- AIM OF THE EXERCISE -
In the listing below, find each line with the string "derive" and report it.

- RECORDS SHOWN -
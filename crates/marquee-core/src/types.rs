//! # Domain Types
//!
//! Core domain types mirrored from the remote side.
//!
//! ## Type Map
//! ```text
//! ┌─────────────────────────────────────────────────────────────────────────┐
//! │                         Domain Types                                    │
//! │                                                                         │
//! │  ┌─────────────────┐   ┌─────────────────┐   ┌─────────────────┐       │
//! │  │     Review      │   │  SearchResult   │   │   CatalogId     │       │
//! │  │  ─────────────  │   │  ─────────────  │   │  ─────────────  │       │
//! │  │  id             │   │  id             │   │  "cata_" + id   │       │
//! │  │  title          │   │  title          │   │  (reversible)   │       │
//! │  │  rating (0..=5) │   └─────────────────┘   └─────────────────┘       │
//! │  │  comment        │                                                    │
//! │  └─────────────────┘                                                    │
//! │                                                                         │
//! │  ┌─────────────────┐   ┌─────────────────┐   ┌─────────────────┐       │
//! │  │ GatekeeperItem  │   │    Category     │   │ PublicationInfo │       │
//! │  │  ─────────────  │   │  ─────────────  │   │  ─────────────  │       │
//! │  │  id             │   │  Pending        │   │  file_id        │       │
//! │  │  domain         │   │  Approved       │   │  delegations    │       │
//! │  └─────────────────┘   │  Rejected       │   └─────────────────┘       │
//! │                        └─────────────────┘                              │
//! └─────────────────────────────────────────────────────────────────────────┘
//! ```
//!
//! Identifiers stay plain `String`s: the remote side owns their format.

use std::fmt;

use serde::de::{self, Visitor};
use serde::{Deserialize, Deserializer, Serialize, Serializer};
use ts_rs::TS;

use crate::error::{CoreError, CoreResult, ValidationError};
use crate::{CATALOG_ID_PREFIX, MAX_RATING};

// =============================================================================
// Rating
// =============================================================================

/// A review rating in `0..=MAX_RATING`.
///
/// ## Wire Format
/// Form submissions deliver the rating as a string (`"4"`), stored reviews
/// deliver it as a number. Both decode to the same value; encoding always
/// produces a number.
#[derive(Debug, Clone, Copy, PartialEq, Eq, PartialOrd, Ord, Default, Serialize, TS)]
#[ts(export)]
pub struct Rating(u8);

impl Rating {
    /// Creates a rating, rejecting values above [`MAX_RATING`].
    pub fn new(value: u8) -> Result<Self, ValidationError> {
        if value > MAX_RATING {
            return Err(ValidationError::OutOfRange {
                field: "rating".to_string(),
                min: 0,
                max: MAX_RATING as i64,
            });
        }
        Ok(Rating(value))
    }

    /// Returns the raw value.
    #[inline]
    pub const fn value(&self) -> u8 {
        self.0
    }
}

impl fmt::Display for Rating {
    fn fmt(&self, f: &mut fmt::Formatter<'_>) -> fmt::Result {
        write!(f, "{}", self.0)
    }
}

impl<'de> Deserialize<'de> for Rating {
    fn deserialize<D>(deserializer: D) -> Result<Self, D::Error>
    where
        D: Deserializer<'de>,
    {
        struct RatingVisitor;

        impl<'de> Visitor<'de> for RatingVisitor {
            type Value = Rating;

            fn expecting(&self, f: &mut fmt::Formatter) -> fmt::Result {
                write!(f, "a rating between 0 and {} as a number or string", MAX_RATING)
            }

            fn visit_u64<E: de::Error>(self, v: u64) -> Result<Rating, E> {
                let v = u8::try_from(v).map_err(|_| E::custom(format!("rating {} out of range", v)))?;
                Rating::new(v).map_err(E::custom)
            }

            fn visit_i64<E: de::Error>(self, v: i64) -> Result<Rating, E> {
                let v = u64::try_from(v).map_err(|_| E::custom(format!("rating {} out of range", v)))?;
                self.visit_u64(v)
            }

            fn visit_str<E: de::Error>(self, v: &str) -> Result<Rating, E> {
                let v: u64 = v
                    .trim()
                    .parse()
                    .map_err(|_| E::custom(format!("rating '{}' is not a number", v)))?;
                self.visit_u64(v)
            }
        }

        deserializer.deserialize_any(RatingVisitor)
    }
}

// =============================================================================
// Review
// =============================================================================

/// A movie review, unique by `id` within the local review collection.
#[derive(Debug, Clone, PartialEq, Eq, Serialize, Deserialize, TS)]
#[ts(export)]
pub struct Review {
    /// Movie identifier (assigned by the search backend).
    pub id: String,

    /// Movie title as returned by search.
    pub title: String,

    /// Rating given by the reviewer.
    pub rating: Rating,

    /// Free-form comment.
    #[serde(default)]
    pub comment: String,
}

impl Review {
    pub fn new(
        id: impl Into<String>,
        title: impl Into<String>,
        rating: Rating,
        comment: impl Into<String>,
    ) -> Self {
        Review {
            id: id.into(),
            title: title.into(),
            rating,
            comment: comment.into(),
        }
    }

    /// Returns the `{id, title}` pair used by search results.
    pub fn summary(&self) -> SearchResult {
        SearchResult::new(self.id.clone(), self.title.clone())
    }
}

// =============================================================================
// Search Result
// =============================================================================

/// A movie returned by title search that has not been reviewed yet.
#[derive(Debug, Clone, PartialEq, Eq, Serialize, Deserialize, TS)]
#[ts(export)]
pub struct SearchResult {
    pub id: String,
    pub title: String,
}

impl SearchResult {
    pub fn new(id: impl Into<String>, title: impl Into<String>) -> Self {
        SearchResult {
            id: id.into(),
            title: title.into(),
        }
    }

    /// Case-insensitive substring match of the title against a query.
    ///
    /// An empty title or an empty query never matches.
    pub fn matches_query(&self, query: &str) -> bool {
        !self.title.is_empty()
            && !query.is_empty()
            && self.title.to_lowercase().contains(&query.to_lowercase())
    }
}

// =============================================================================
// Catalog Identifier
// =============================================================================

/// Catalog identifier: a review id behind the `cata_` prefix.
///
/// ## Transform
/// ```text
///   review id  ──to──►  "cata_" + id  ──parse──►  review id
/// ```
/// Parsing is lenient: a string without a leading prefix is taken as a
/// bare review id.
#[derive(Debug, Clone, PartialEq, Eq, Hash, PartialOrd, Ord, TS)]
#[ts(export)]
pub struct CatalogId(String);

impl CatalogId {
    /// Wraps a review id.
    pub fn from_review_id(id: impl Into<String>) -> Self {
        CatalogId(id.into())
    }

    /// Parses either `cata_<id>` or a bare `<id>`.
    pub fn parse(s: &str) -> Self {
        CatalogId(s.strip_prefix(CATALOG_ID_PREFIX).unwrap_or(s).to_string())
    }

    /// Returns the underlying review id.
    pub fn review_id(&self) -> &str {
        &self.0
    }
}

impl fmt::Display for CatalogId {
    fn fmt(&self, f: &mut fmt::Formatter<'_>) -> fmt::Result {
        write!(f, "{}{}", CATALOG_ID_PREFIX, self.0)
    }
}

impl Serialize for CatalogId {
    fn serialize<S: Serializer>(&self, serializer: S) -> Result<S::Ok, S::Error> {
        serializer.collect_str(self)
    }
}

impl<'de> Deserialize<'de> for CatalogId {
    fn deserialize<D: Deserializer<'de>>(deserializer: D) -> Result<Self, D::Error> {
        let s = String::deserialize(deserializer)?;
        Ok(CatalogId::parse(&s))
    }
}

// =============================================================================
// Catalog Publication Data
// =============================================================================

/// Publication state of a review in the shared catalog.
///
/// An entry with neither a file nor delegations has not been published yet.
#[derive(Debug, Clone, Default, PartialEq, Eq, Serialize, Deserialize, TS)]
#[ts(export)]
pub struct PublicationInfo {
    /// Identifier of the uploaded file.
    #[serde(default)]
    pub file_id: Option<String>,

    /// Users the review has been delegated to.
    #[serde(default)]
    pub delegations: Vec<String>,
}

impl PublicationInfo {
    pub fn is_unpublished(&self) -> bool {
        self.file_id.is_none() && self.delegations.is_empty()
    }
}

/// Publication metadata read for a review before upload.
///
/// Only `file_id` is interpreted; everything else is forwarded untouched
/// to the upload call.
#[derive(Debug, Clone, PartialEq, Serialize, Deserialize)]
pub struct ReviewMeta {
    pub file_id: String,

    #[serde(flatten)]
    pub extra: serde_json::Map<String, serde_json::Value>,
}

/// A delegation or revocation of one user's access to a published review.
#[derive(Debug, Clone, PartialEq, Eq, Serialize, Deserialize, TS)]
#[ts(export)]
pub struct AccessGrant {
    /// Catalog entry the grant applies to.
    pub catalog_id: CatalogId,

    /// Uploaded file backing the entry.
    pub file_id: String,

    /// User receiving or losing access.
    pub user_id: String,
}

// =============================================================================
// Gatekeeper
// =============================================================================

/// Partition of gatekeeper access-decision items.
#[derive(Debug, Clone, Copy, PartialEq, Eq, Hash, Serialize, Deserialize, TS)]
#[ts(export)]
#[serde(rename_all = "lowercase")]
pub enum Category {
    Pending,
    Approved,
    Rejected,
}

impl Category {
    /// Every category, in display order.
    pub const ALL: [Category; 3] = [Category::Pending, Category::Approved, Category::Rejected];

    pub fn as_str(&self) -> &'static str {
        match self {
            Category::Pending => "pending",
            Category::Approved => "approved",
            Category::Rejected => "rejected",
        }
    }
}

impl fmt::Display for Category {
    fn fmt(&self, f: &mut fmt::Formatter<'_>) -> fmt::Result {
        f.write_str(self.as_str())
    }
}

impl std::str::FromStr for Category {
    type Err = CoreError;

    fn from_str(s: &str) -> CoreResult<Self> {
        match s {
            "pending" => Ok(Category::Pending),
            "approved" => Ok(Category::Approved),
            "rejected" => Ok(Category::Rejected),
            other => Err(CoreError::UnknownCategory(other.to_string())),
        }
    }
}

/// An `(id, domain)` pair held in one gatekeeper category.
#[derive(Debug, Clone, PartialEq, Eq, Hash, Serialize, Deserialize, TS)]
#[ts(export)]
pub struct GatekeeperItem {
    pub id: String,
    pub domain: String,
}

impl GatekeeperItem {
    pub fn new(id: impl Into<String>, domain: impl Into<String>) -> Self {
        GatekeeperItem {
            id: id.into(),
            domain: domain.into(),
        }
    }

    /// Structural equality against a bare pair.
    pub fn matches(&self, id: &str, domain: &str) -> bool {
        self.id == id && self.domain == domain
    }

    /// Places this item in a category.
    pub fn in_category(self, category: Category) -> AccessEntry {
        AccessEntry {
            category,
            id: self.id,
            domain: self.domain,
        }
    }
}

/// A fully-qualified gatekeeper entry: `category / id / domain`.
#[derive(Debug, Clone, PartialEq, Eq, Hash, Serialize, Deserialize, TS)]
#[ts(export)]
pub struct AccessEntry {
    pub category: Category,
    pub id: String,
    pub domain: String,
}

impl AccessEntry {
    pub fn new(category: Category, id: impl Into<String>, domain: impl Into<String>) -> Self {
        AccessEntry {
            category,
            id: id.into(),
            domain: domain.into(),
        }
    }

    /// Remote path of this entry, e.g. `pending/u1/example.com`.
    pub fn path(&self) -> String {
        format!("{}/{}/{}", self.category, self.id, self.domain)
    }

    /// Drops the category.
    pub fn item(&self) -> GatekeeperItem {
        GatekeeperItem::new(self.id.clone(), self.domain.clone())
    }
}

// =============================================================================
// Unit Tests
// =============================================================================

- TASK OUTPUT -
#[derive(Debug, Clone, Copy, PartialEq, Eq, PartialOrd, Ord, Default, Serialize, TS)]
#[derive(Debug, Clone, PartialEq, Eq, Serialize, Deserialize, TS)]
#[derive(Debug, Clone, PartialEq, Eq, Serialize, Deserialize, TS)]
#[derive(Debug, Clone, PartialEq, Eq, Hash, PartialOrd, Ord, TS)]
#[derive(Debug, Clone, Default, PartialEq, Eq, Serialize, Deserialize, TS)]
#[derive(Debug, Clone, PartialEq, Serialize, Deserialize)]
#[derive(Debug, Clone, PartialEq, Eq, Serialize, Deserialize, TS)]
#[derive(Debug, Clone, Copy, PartialEq, Eq, Hash, Serialize, Deserialize, TS)]
#[derive(Debug, Clone, PartialEq, Eq, Hash, Serialize, Deserialize, TS)]
#[derive(Debug, Clone, PartialEq, Eq, Hash, Serialize, Deserialize, TS)]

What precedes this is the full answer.